Загадка национального характера в его взлетах и падениях всегда стояла перед Островским. То, что в первое десятилетие деятельности было сказано в этом смысле драматургом, его бескорыстный и увлекающийся трубадур Аполлон Григорьев восславил как «новое слово» в искусстве. В отрицательных своих лицах – самодурах-купцах – Островский находил, при всем их упрямстве и злом своенравии, примиряющую черту «отходчивости сердца», легкого поворота на добро. Но этого было мало. И самодурный быт в его комедиях то и дело поправлялся и дополнялся другими, светлыми лицами: молодыми приказчиками, сохранившими наивную честность, ясность простой души, юными девушками, вступавшими в жизнь с таким запасом чистоты и доброго сердца, что все симпатии зрителей летели к ним.
Увлекала Островского и сама многоликая, разлитая в быте народность – песни, сказания, пляски, святочные обряды. С какой любовью воссоздан этот русский карнавал в комедии «Бедность не порок» (1853)!

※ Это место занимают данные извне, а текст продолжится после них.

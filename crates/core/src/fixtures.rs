//! In-memory collaborators over a temporary directory of empty "libraries"

use std::collections::{HashMap, HashSet};
use std::fs::File;
use std::path::{Path, PathBuf};
use std::sync::atomic::{AtomicUsize, Ordering};

use tempfile::TempDir;

use crate::config::QueryOptions;
use crate::finder::SymbolFinder;
use crate::tools::{DependencyLister, DirectDependency, LinkerCache, SymbolTableLister};
use crate::traversal::DependencyGraphBuilder;

/// A temp directory holding one empty file per library name
pub struct LibTree {
    dir: TempDir,
}

impl LibTree {
    pub fn new(names: &[&str]) -> Self {
        let dir = TempDir::new().unwrap();
        for name in names {
            File::create(dir.path().join(name)).unwrap();
        }
        Self { dir }
    }

    fn path(&self, name: &str) -> PathBuf {
        self.dir.path().join(name)
    }

    pub fn path_str(&self, name: &str) -> String {
        self.path(name).to_string_lossy().into_owned()
    }

    pub fn canonical(&self, name: &str) -> PathBuf {
        self.path(name).canonicalize().unwrap()
    }

    #[cfg(unix)]
    pub fn symlink(&self, link: &str, target: &str) {
        std::os::unix::fs::symlink(self.path(target), self.path(link)).unwrap();
    }
}

/// Dependencies and symbol tables keyed by library file name
///
/// The linker cache is always empty here; bare-name resolution is covered by
/// the integration fixture.
pub struct FakeSystem {
    dir: PathBuf,
    deps: HashMap<String, Vec<DirectDependency>>,
    symbols: HashMap<String, Vec<String>>,
    failing: HashSet<String>,
    broken_symbols: HashSet<String>,
    listing_calls: AtomicUsize,
    symbol_calls: AtomicUsize,
}

impl FakeSystem {
    pub fn new(tree: &LibTree) -> Self {
        Self {
            dir: tree.dir.path().to_path_buf(),
            deps: HashMap::new(),
            symbols: HashMap::new(),
            failing: HashSet::new(),
            broken_symbols: HashSet::new(),
            listing_calls: AtomicUsize::new(0),
            symbol_calls: AtomicUsize::new(0),
        }
    }

    pub fn depends(mut self, lib: &str, on: &[&str]) -> Self {
        let entry = self.deps.entry(lib.to_string()).or_default();
        for dep in on {
            entry.push(DirectDependency::resolved(*dep, self.dir.join(dep)));
        }
        self
    }

    pub fn unresolved(mut self, lib: &str, name: &str) -> Self {
        self.deps
            .entry(lib.to_string())
            .or_default()
            .push(DirectDependency::unresolved(name));
        self
    }

    /// A dependency that resolves to a path with no file behind it
    pub fn missing(mut self, lib: &str, name: &str) -> Self {
        let path = self.dir.join("gone").join(name);
        self.deps
            .entry(lib.to_string())
            .or_default()
            .push(DirectDependency::resolved(name, path));
        self
    }

    pub fn symbols(mut self, lib: &str, lines: &[&str]) -> Self {
        self.symbols
            .insert(lib.to_string(), lines.iter().map(|l| l.to_string()).collect());
        self
    }

    pub fn failing(mut self, lib: &str) -> Self {
        self.failing.insert(lib.to_string());
        self
    }

    pub fn broken_symbols(mut self, lib: &str) -> Self {
        self.broken_symbols.insert(lib.to_string());
        self
    }

    pub fn listing_calls(&self) -> usize {
        self.listing_calls.load(Ordering::SeqCst)
    }

    pub fn symbol_calls(&self) -> usize {
        self.symbol_calls.load(Ordering::SeqCst)
    }

    pub fn builder(&self) -> DependencyGraphBuilder<'_> {
        DependencyGraphBuilder::new(self, self)
    }

    pub fn finder(&self, options: QueryOptions) -> SymbolFinder<'_> {
        SymbolFinder::new(self, self, self, options)
    }
}

fn key(path: &Path) -> String {
    path.file_name()
        .map(|n| n.to_string_lossy().into_owned())
        .unwrap_or_default()
}

impl LinkerCache for FakeSystem {
    fn resolve_bare_name(&self, _name: &str) -> Option<PathBuf> {
        None
    }
}

impl DependencyLister for FakeSystem {
    fn list_direct_dependencies(&self, path: &Path) -> anyhow::Result<Vec<DirectDependency>> {
        self.listing_calls.fetch_add(1, Ordering::SeqCst);
        let lib = key(path);
        if self.failing.contains(&lib) {
            anyhow::bail!("cannot inspect {}", lib);
        }
        Ok(self.deps.get(&lib).cloned().unwrap_or_default())
    }
}

impl SymbolTableLister for FakeSystem {
    fn list_symbol_table(&self, path: &Path, demangle: bool) -> anyhow::Result<Vec<String>> {
        self.symbol_calls.fetch_add(1, Ordering::SeqCst);
        let lib = key(path);
        if self.broken_symbols.contains(&lib) {
            anyhow::bail!("no readable symbol table in {}", lib);
        }
        let lines = self.symbols.get(&lib).cloned().unwrap_or_default();
        if demangle {
            Ok(lines.into_iter().map(|l| l.replace("_Z3foov", "foo()")).collect())
        } else {
            Ok(lines)
        }
    }
}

И посреди него тоже не в своей, как бы карнавальной одежде ряженого – бабьем обветшавшем бурнусе, Любим Торцов, говорящий правду в лицо всем и каждому и способный пробудить совесть в своем сбившемся с пути брате.
Сатира навсегда пойдет с той поры у Островского рука об руку с поэзией. Слово «комедия», выставленное в подзаголовке многих его пьес, настраивало простодушного зрителя на зрелище, сулящее сплошной смех. Но Островский имел в виду другое – правдивое нравоописание, смелое открытие трагикомизма жизни.
С обычной проницательностью это отметил Достоевский, недооценивший в целом Островского, но именно его пьесами наведенный на важное рассуждение: «Разве в сатире не должно быть трагизма? Напротив, в подкладке сатиры всегда должна быть трагедия. Трагедия и сатира две сестры и идут рядом, и имя им обеим, вместе взятым, правда».[114]
Начиная с первого театрального триумфа, когда в феврале 1853 года пьеса «Не в свои сани…» была сыграна на сцене Большого театра московской драматической труппой, Островский окончательно поверил в свое призвание. Он будет и дальше пробовать, искать, ошибаться, временами увлекаясь наивной идеализацией, но не соступит с принятого пути: поисков подлинно светлой народности в недрах темного и жестокого самодурного быта.
Подхваченный волной общественного подъема, поры оживления и надежд после Крымской войны и смерти Николая I, Островский создает новую для себя по задаче и наделавшую немало шуму пьесу «Доходное место» (1856). Эта комедия, успевшая появиться в журнале, но снятая со сцены накануне премьеры, говорила о том, как глушатся, губятся жизнью порывы дерзкой, молодой честности. В годы, когда ослабли поводья цензуры и общественная критика злоупотреблений стала считаться хорошим тоном, одна за другой возникали моралистические пьесы о вреде взяток и раскаявшихся взяточниках. Островский взглянул на дело глубже. Его взяточник – не заматерелый злодей, не грубый подьячий старого времени. Напротив, добрый отец семейства, уважаемый и привыкший уважать себя чиновник. От полноты души Юсов может позволить себе сплясать на людях, в трактире, так как мнит свою совесть чистой. В самом деле, должен ли ставить он себе в укор то, что давно стало традицией и тайно признанной нормой? Он брал, но ведь брал «за дело», не надувал просителей, не хапал лишнего и почитает себя человеком порядочным.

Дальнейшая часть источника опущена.